Public Health Perspective
The panel discussed the growing use of health data for purposes of emergency preparedness, public health, epidemiology, and homeland security. The first presentation described BioSense, a CDC program to improve the nation’s capabilities for real-time biosurveillance and situational awareness. The second presentation offered lessons learned by a systems integration company in developing projects involving data subject to privacy constraints. Panel members discussed a scenario in which university-based researchers attempted to gain access to a scrubbed copy of BioSense data to study quality and disparity in emergency treatment across the United States. The group considered the now-familiar issues of obtaining patient consent for downstream use of data, concerns about potential data re-identification, and the need for clear rules and safeguards for release of data. There was strong agreement on the need to inform and educate patients about all downstream uses of their data. However, there was diverse opinion regarding the most effective and practical approaches to accomplish this. Participants agreed that these topics warrant further discussion.
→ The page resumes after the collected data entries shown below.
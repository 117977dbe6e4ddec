//! 内存用户存储

use parking_lot::RwLock;
use serde::{Deserialize, Serialize};
use std::collections::BTreeMap;
use thiserror::Error;

/// 用户
#[derive(Debug, Clone, PartialEq, Eq, Serialize, Deserialize)]
pub struct User {
    pub id: u64,
    pub name: String,
    pub email: String,
}

impl User {
    pub fn new(id: u64, name: impl Into<String>, email: impl Into<String>) -> Self {
        Self {
            id,
            name: name.into(),
            email: email.into(),
        }
    }
}

/// 存储错误
#[derive(Error, Debug, Clone, PartialEq, Eq)]
pub enum StoreError {
    #[error("用户不存在: {id}")]
    UserNotFound { id: u64 },

    #[error("用户名不能为空")]
    EmptyName,
}

/// 内存用户存储
#[derive(Debug, Default)]
pub struct UserStore {
    users: RwLock<BTreeMap<u64, User>>,
}

impl UserStore {
    pub fn new() -> Self {
        Self::default()
    }

    /// 带演示数据的存储
    pub fn seeded() -> Self {
        let store = Self::new();
        for user in [
            User::new(1, "alice", "alice@example.com"),
            User::new(2, "bob", "bob@example.com"),
            User::new(3, "carol", "carol@example.com"),
        ] {
            store.insert(user);
        }
        store
    }

    pub fn insert(&self, user: User) {
        self.users.write().insert(user.id, user);
    }

    /// 按编号排序的全部用户
    pub fn list(&self) -> Vec<User> {
        self.users.read().values().cloned().collect()
    }

    pub fn get(&self, id: u64) -> Result<User, StoreError> {
        self.users
            .read()
            .get(&id)
            .cloned()
            .ok_or(StoreError::UserNotFound { id })
    }

    /// 修改用户名
    pub fn rename(&self, id: u64, name: &str) -> Result<User, StoreError> {
        if name.trim().is_empty() {
            return Err(StoreError::EmptyName);
        }
        let mut users = self.users.write();
        let user = users.get_mut(&id).ok_or(StoreError::UserNotFound { id })?;
        user.name = name.trim().to_string();
        Ok(user.clone())
    }

    pub fn len(&self) -> usize {
        self.users.read().len()
    }

    pub fn is_empty(&self) -> bool {
        self.users.read().is_empty()
    }
}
Major topics discussed during the session on industry perspectives included growing commercialization of health data and use of health data for business and proprietary purposes. Two industry viewpoints promoted dialogue, one from a consortium of clinicians who made their pooled data available to consortium members for quality-related research and sold the data to non-consortium researchers, and a second from the pharmaceutical industry, describing the variety of uses that it makes of aggregated data, and limitations and advantages of various data sources. The group scenario addressed collection and sale of patient data by a fictional Regional Health Information Organization’s (RHIO) Chief Executive Officer (CEO), who was tasked with developing a business plan identifying a revenue stream not reliant upon federal or state funds. Panel members once again grappled with the issues of patient consent for the sale of data used for non-direct patient care purposes. They considered whether the sale of data for a specific use (medical research versus proprietary or targeted marketing) should have a bearing on the issue, and whether the situation would be different if the RHIO was funded by private sector dollars rather than by the federal government.
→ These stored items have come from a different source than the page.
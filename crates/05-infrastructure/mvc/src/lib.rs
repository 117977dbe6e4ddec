//! # Infrastructure MVC
//!
//! 请求路由层：启动时从控制器的路由标记构建路由表，
//! 运行时按 (请求方法, 路径) 精确匹配找到处理方法并分发调用。

pub mod dispatcher;
pub mod route;

pub use dispatcher::*;
pub use route::*;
Major Findings and Recommendations
By design, the meeting enumerated major issues associated with secondary uses of health data as the starting point for an all-encompassing, nationwide dialogue. The panel’s findings and recommendations, presented below, form topics to guide AMIA’s further collaborative efforts and activities.
Finding 1: Secondary use of health data is widespread. The presentations and discussions, as well as the literature (seeAppendix D for a selected bibliography), document widespread, growing secondary use and re-use of health data. Such uses occur in both public and private sectors for proprietary, research, and monitoring purposes with less than comprehensive regulation. Participants agreed that, in most instances, providers, physicians, and their patients are generally unaware of this development, despite the growth and success of a multimillion-dollar industry based on the sale of health and heath-related data. Further, while HIPAA requires many health care providers and health insurers to obtain additional documentation before disclosing person-specific health information, and to closely scrutinize requests for access to health information for secondary purposes, such as for research, HIPAA rules only address the use and disclosure of health information by “covered entities” (i.e., health care providers, health plans, and clearinghouses).
Recommendation 1: Increase transparency of data use and promote public awareness. Ongoing public policy discussions must explicitly and directly address the secondary use of health data. Conducting and managing these activities must enlist diverse stakeholders and fully disclose uses and safeguards through open and readily accessible processes.
Finding 2: The focus needs to be data access and control, not data ownership. Group consensus was that focusing on “ownership” diverts attention from needed development of sound policies and practices. Participants acknowledged that responsibility for ensuring privacy and safeguarding patient data applies across the diverse continuum of data users. Technical advances enable creation of many databases that are now maintained, updated, used, and re-used for multiple purposes, including those outside direct patient care. Technology has also enabled easy transmission of such data. Despite HIPAA requirements regarding the de-identification of data and adherence to data use agreements, there is the potential for the re-identification of patients and providers through the linkage of disparate databases. A need exists to further explore and explicitly address issues of health data access and control throughout data life cycles. Extensive discussions covered the need to develop policies for secondary uses of health data, recognizing that such policies will be complex.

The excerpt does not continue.